--- Available records ---
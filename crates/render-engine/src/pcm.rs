//! Random-access reads from a decoded PCM WAV file.
//!
//! The file is never loaded whole. Each read copies one byte range with a
//! positional read, so any number of threads can share one `PcmSource`.

use std::fs::File;
use std::io::{self, Read};
use std::ops::Range;
use std::path::{Path, PathBuf};

use autocut_common::error::{AutocutError, AutocutResult};
use autocut_timeline::Segment;

const WAVE_FORMAT_PCM: u16 = 1;
const WAVE_FORMAT_EXTENSIBLE: u16 = 0xFFFE;

/// Layout of interleaved signed 16-bit samples.
#[derive(Debug, Clone, Copy, PartialEq, Eq)]
pub struct PcmFormat {
    pub sample_rate: u32,
    pub channels: u16,
}

impl PcmFormat {
    pub const BYTES_PER_SAMPLE: u64 = 2;

    pub fn bytes_per_frame(&self) -> u64 {
        self.channels as u64 * Self::BYTES_PER_SAMPLE
    }

    /// Byte offset of `secs` relative to `origin`, clamped to `data_len`.
    ///
    /// Offsets land on frame boundaries:
    /// `round((secs - origin) * rate) * channels * 2`.
    pub fn byte_offset(&self, secs: f64, origin: f64, data_len: u64) -> u64 {
        let relative = (secs - origin).max(0.0);
        let frame = (relative * self.sample_rate as f64).round() as u64;
        (frame * self.bytes_per_frame()).min(data_len - data_len % self.bytes_per_frame())
    }

    /// Byte range covering `segment`, never inverted.
    pub fn byte_range(&self, segment: &Segment, origin: f64, data_len: u64) -> Range<u64> {
        let start = self.byte_offset(segment.start, origin, data_len);
        let end = self.byte_offset(segment.end, origin, data_len).max(start);
        start..end
    }

    pub fn wav_spec(&self) -> hound::WavSpec {
        hound::WavSpec {
            channels: self.channels,
            sample_rate: self.sample_rate,
            bits_per_sample: 16,
            sample_format: hound::SampleFormat::Int,
        }
    }
}

/// Positional reader over the data chunk of a 16-bit PCM WAV file.
#[derive(Debug)]
pub struct PcmSource {
    path: PathBuf,
    file: File,
    format: PcmFormat,
    data_offset: u64,
    data_len: u64,
}

impl PcmSource {
    /// Open a WAV file and locate its sample data.
    pub fn open(path: &Path) -> AutocutResult<Self> {
        let mut file = File::open(path)?;
        let file_len = file.metadata()?.len();
        let header = read_header(&mut file, file_len).map_err(|e| match e.kind() {
            io::ErrorKind::InvalidData | io::ErrorKind::UnexpectedEof => {
                AutocutError::unsupported(format!("{}: {e}", path.display()))
            }
            _ => AutocutError::Io(e),
        })?;

        if header.bits_per_sample != 16
            || !matches!(header.audio_format, WAVE_FORMAT_PCM | WAVE_FORMAT_EXTENSIBLE)
        {
            return Err(AutocutError::unsupported(format!(
                "{}: only 16-bit PCM is supported (format {}, {} bits)",
                path.display(),
                header.audio_format,
                header.bits_per_sample
            )));
        }
        if header.channels == 0 || header.sample_rate == 0 {
            return Err(AutocutError::unsupported(format!(
                "{}: empty channel layout or sample rate",
                path.display()
            )));
        }

        let source = Self {
            path: path.to_path_buf(),
            file,
            format: PcmFormat {
                sample_rate: header.sample_rate,
                channels: header.channels,
            },
            data_offset: header.data_offset,
            data_len: header.data_len,
        };
        tracing::debug!(
            path = %source.path.display(),
            sample_rate = source.format.sample_rate,
            channels = source.format.channels,
            data_bytes = source.data_len,
            "Opened PCM source"
        );
        Ok(source)
    }

    pub fn format(&self) -> PcmFormat {
        self.format
    }

    pub fn data_len(&self) -> u64 {
        self.data_len
    }

    pub fn path(&self) -> &Path {
        &self.path
    }

    /// Duration of the sample data in seconds.
    pub fn duration_secs(&self) -> f64 {
        let frames = self.data_len / self.format.bytes_per_frame();
        frames as f64 / self.format.sample_rate as f64
    }

    /// Copy `range` (relative to the data chunk) out of the file.
    pub fn read_range(&self, range: Range<u64>) -> io::Result<Vec<u8>> {
        let end = range.end.min(self.data_len);
        let start = range.start.min(end);
        let mut buf = vec![0u8; (end - start) as usize];
        read_exact_at(&self.file, &mut buf, self.data_offset + start)?;
        Ok(buf)
    }
}

#[cfg(unix)]
fn read_exact_at(file: &File, buf: &mut [u8], offset: u64) -> io::Result<()> {
    use std::os::unix::fs::FileExt;
    file.read_exact_at(buf, offset)
}

#[cfg(windows)]
fn read_exact_at(file: &File, mut buf: &mut [u8], mut offset: u64) -> io::Result<()> {
    use std::os::windows::fs::FileExt;
    while !buf.is_empty() {
        match file.seek_read(buf, offset)? {
            0 => return Err(io::ErrorKind::UnexpectedEof.into()),
            n => {
                let rest = buf;
                buf = &mut rest[n..];
                offset += n as u64;
            }
        }
    }
    Ok(())
}

struct WavHeader {
    audio_format: u16,
    channels: u16,
    sample_rate: u32,
    bits_per_sample: u16,
    data_offset: u64,
    data_len: u64,
}

/// Walk the RIFF chunks up to `data`.
fn read_header(file: &mut File, file_len: u64) -> io::Result<WavHeader> {
    let invalid = |msg: &str| io::Error::new(io::ErrorKind::InvalidData, msg.to_string());

    let mut riff = [0u8; 12];
    file.read_exact(&mut riff)?;
    if &riff[0..4] != b"RIFF" || &riff[8..12] != b"WAVE" {
        return Err(invalid("not a RIFF/WAVE file"));
    }

    let mut pos = 12u64;
    let mut fmt: Option<(u16, u16, u32, u16)> = None;
    loop {
        let mut chunk = [0u8; 8];
        file.read_exact(&mut chunk)?;
        pos += 8;
        let id = &chunk[0..4];
        let size = u32::from_le_bytes([chunk[4], chunk[5], chunk[6], chunk[7]]) as u64;

        if id == b"fmt " {
            if size < 16 {
                return Err(invalid("fmt chunk too short"));
            }
            let mut body = vec![0u8; size as usize];
            file.read_exact(&mut body)?;
            let u16_at = |i: usize| u16::from_le_bytes([body[i], body[i + 1]]);
            let sample_rate = u32::from_le_bytes([body[4], body[5], body[6], body[7]]);
            fmt = Some((u16_at(0), u16_at(2), sample_rate, u16_at(14)));
            pos += size;
            if size % 2 == 1 {
                file.read_exact(&mut [0u8; 1])?;
                pos += 1;
            }
        } else if id == b"data" {
            let (audio_format, channels, sample_rate, bits_per_sample) =
                fmt.ok_or_else(|| invalid("data chunk before fmt chunk"))?;
            // Streamed writers leave the size as a placeholder.
            let available = file_len.saturating_sub(pos);
            let data_len = if size == 0 || size == u32::MAX as u64 || size > available {
                available
            } else {
                size
            };
            return Ok(WavHeader {
                audio_format,
                channels,
                sample_rate,
                bits_per_sample,
                data_offset: pos,
                data_len,
            });
        } else {
            let skip = size + size % 2;
            io::copy(&mut file.by_ref().take(skip), &mut io::sink())?;
            pos += skip;
        }
    }
}

#[cfg(test)]
mod tests {
    use super::*;

    fn write_wav(path: &Path, format: PcmFormat, samples: &[i16]) {
        let mut writer = hound::WavWriter::create(path, format.wav_spec()).unwrap();
        for s in samples {
            writer.write_sample(*s).unwrap();
        }
        writer.finalize().unwrap();
    }

    #[test]
    fn test_byte_range_alignment_and_clamp() {
        let format = PcmFormat {
            sample_rate: 100,
            channels: 2,
        };
        let range = format.byte_range(&Segment::new(10.5, 10.75), 10.0, 1_000);
        assert_eq!(range, 200..300);

        let clamped = format.byte_range(&Segment::new(10.0, 99.0), 10.0, 1_002);
        assert_eq!(clamped, 0..1_000);

        let before_origin = format.byte_range(&Segment::new(9.0, 9.5), 10.0, 1_000);
        assert_eq!(before_origin, 0..0);
    }

    #[test]
    fn test_open_and_read() {
        let dir = tempfile::tempdir().unwrap();
        let path = dir.path().join("clip.wav");
        let format = PcmFormat {
            sample_rate: 8,
            channels: 1,
        };
        let samples: Vec<i16> = (0..16).collect();
        write_wav(&path, format, &samples);

        let source = PcmSource::open(&path).unwrap();
        assert_eq!(source.format(), format);
        assert_eq!(source.data_len(), 32);
        assert!((source.duration_secs() - 2.0).abs() < 1e-12);

        let range = source.format().byte_range(&Segment::new(0.5, 1.0), 0.0, source.data_len());
        let bytes = source.read_range(range).unwrap();
        let decoded: Vec<i16> = bytes
            .chunks_exact(2)
            .map(|b| i16::from_le_bytes([b[0], b[1]]))
            .collect();
        assert_eq!(decoded, vec![4, 5, 6, 7]);
    }

    #[test]
    fn test_rejects_non_16_bit() {
        let dir = tempfile::tempdir().unwrap();
        let path = dir.path().join("float.wav");
        let spec = hound::WavSpec {
            channels: 1,
            sample_rate: 8000,
            bits_per_sample: 32,
            sample_format: hound::SampleFormat::Float,
        };
        let mut writer = hound::WavWriter::create(&path, spec).unwrap();
        writer.write_sample(0.5f32).unwrap();
        writer.finalize().unwrap();

        assert!(matches!(
            PcmSource::open(&path),
            Err(AutocutError::Unsupported { .. })
        ));
    }

    #[test]
    fn test_rejects_non_wav() {
        let dir = tempfile::tempdir().unwrap();
        let path = dir.path().join("junk.wav");
        std::fs::write(&path, b"definitely not a wav file").unwrap();
        assert!(matches!(
            PcmSource::open(&path),
            Err(AutocutError::Unsupported { .. })
        ));
    }
}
---
> [Work to be completed]: Each line from the start of the records through the line holding "let mut file = File::open(path)?;" must be returned exactly; nothing else belongs in the answer.

> [Your response]:
filename crates/render-engine/src/pcm.rs
//! Random-access reads from a decoded PCM WAV file.
//!
//! The file is never loaded whole. Each read copies one byte range with a
//! positional read, so any number of threads can share one `PcmSource`.

use std::fs::File;
use std::io::{self, Read};
use std::ops::Range;
use std::path::{Path, PathBuf};

use autocut_common::error::{AutocutError, AutocutResult};
use autocut_timeline::Segment;

const WAVE_FORMAT_PCM: u16 = 1;
const WAVE_FORMAT_EXTENSIBLE: u16 = 0xFFFE;

/// Layout of interleaved signed 16-bit samples.
#[derive(Debug, Clone, Copy, PartialEq, Eq)]
pub struct PcmFormat {
    pub sample_rate: u32,
    pub channels: u16,
}

impl PcmFormat {
    pub const BYTES_PER_SAMPLE: u64 = 2;

    pub fn bytes_per_frame(&self) -> u64 {
        self.channels as u64 * Self::BYTES_PER_SAMPLE
    }

    /// Byte offset of `secs` relative to `origin`, clamped to `data_len`.
    ///
    /// Offsets land on frame boundaries:
    /// `round((secs - origin) * rate) * channels * 2`.
    pub fn byte_offset(&self, secs: f64, origin: f64, data_len: u64) -> u64 {
        let relative = (secs - origin).max(0.0);
        let frame = (relative * self.sample_rate as f64).round() as u64;
        (frame * self.bytes_per_frame()).min(data_len - data_len % self.bytes_per_frame())
    }

    /// Byte range covering `segment`, never inverted.
    pub fn byte_range(&self, segment: &Segment, origin: f64, data_len: u64) -> Range<u64> {
        let start = self.byte_offset(segment.start, origin, data_len);
        let end = self.byte_offset(segment.end, origin, data_len).max(start);
        start..end
    }

    pub fn wav_spec(&self) -> hound::WavSpec {
        hound::WavSpec {
            channels: self.channels,
            sample_rate: self.sample_rate,
            bits_per_sample: 16,
            sample_format: hound::SampleFormat::Int,
        }
    }
}

/// Positional reader over the data chunk of a 16-bit PCM WAV file.
#[derive(Debug)]
pub struct PcmSource {
    path: PathBuf,
    file: File,
    format: PcmFormat,
    data_offset: u64,
    data_len: u64,
}

impl PcmSource {
    /// Open a WAV file and locate its sample data.
    pub fn open(path: &Path) -> AutocutResult<Self> {
        let mut file = File::open(path)?;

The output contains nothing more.